Tostig, earl of Northumbria (died Sept. 25, 1066, Stamford Bridge, Yorkshire [now in East Yorkshire], Eng.) was an Anglo-Saxon earl who became a mortal enemy of his brother Earl Harold, who became King Harold II of England.
Tostig was a son, probably the third, of Godwine, earl of Wessex and Kent, and in 1051 married Judith, half sister of Baldwin V, count of Flanders. In the year of his marriage he shared the short exile of his father, returning with him to England in 1052, and he became earl of Northumbria after the death of Earl Siward in 1055. By stern measures, Tostig introduced a certain degree of order into the wild northern district under his rule; this severity made him exceedingly unpopular, and in 1065 Northumbria broke into open revolt. Declaring Tostig an outlaw and choosing Morkere in his stead, the rebels marched southward and were met at Oxford by Earl Harold, who, rather against the will of King Edward the Confessor, granted their demands.

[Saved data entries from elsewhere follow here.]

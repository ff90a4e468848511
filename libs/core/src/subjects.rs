//! Queue subject helpers for channel envelopes.

use std::borrow::Cow;

use crate::channel::ChannelId;

/// Normalizes identifiers to be subject-safe (replace spaces and wildcards, trim dots).
fn norm(s: &str) -> Cow<'_, str> {
    let t = s
        .trim()
        .trim_matches('.')
        .replace([' ', '\t', '\n', '\r', '*', '>', '/'], "-");
    if t.is_empty() {
        Cow::Borrowed("unknown")
    } else {
        Cow::Owned(t)
    }
}

/// Subject one channel's envelopes are published on.
///
/// ```
/// use relay_core::{ChannelId, envelope_subject};
///
/// assert_eq!(
///     envelope_subject("relay.telegram.channel", ChannelId(555)),
///     "relay.telegram.channel.555"
/// );
/// ```
pub fn envelope_subject(base: &str, channel_id: ChannelId) -> String {
    format!("{}.{}", norm(base), channel_id.0)
}

/// Wildcard covering every channel subject under `base`, used to bind the stream.
///
/// ```
/// use relay_core::stream_subject;
///
/// assert_eq!(stream_subject("relay.telegram.channel"), "relay.telegram.channel.>");
/// ```
pub fn stream_subject(base: &str) -> String {
    format!("{}.>", norm(base))
}

#[cfg(test)]
mod tests {
    use super::*;

    #[test]
    fn subjects_format() {
        assert_eq!(
            envelope_subject(" relay.tg chan. ", ChannelId(7)),
            "relay.tg-chan.7"
        );
        assert_eq!(stream_subject("a/b*"), "a-b-.>");
        assert_eq!(envelope_subject("", ChannelId(1)), "unknown.1");
    }
}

Tostig sailed to Flanders and thence to Normandy, where he offered his services to Duke William (the future William the Conqueror), who was related to Tostig’s wife and who was preparing for his invasion of England. Tostig then harried the Isle of Wight and the Kentish and Lincolnshire coasts and, after a stay in Scotland and possibly a visit to Norway, joined another invader, Harald III Hardraade, king of Norway, in the River Tyne. Together they sailed up the Humber and at Gate Fulford, near York, defeated Earls Morkere and Edwine and entered York. But his brother Harold, now king, was hurrying to the north. Taking the Norwegians by surprise at Stamford Bridge, he destroyed their army on Sept. 25, 1066, and in this battle both Tostig and the king of Norway were slain.
Tostig’s two sons apparently took refuge in Norway, and his widow Judith married Welf, duke of Bavaria.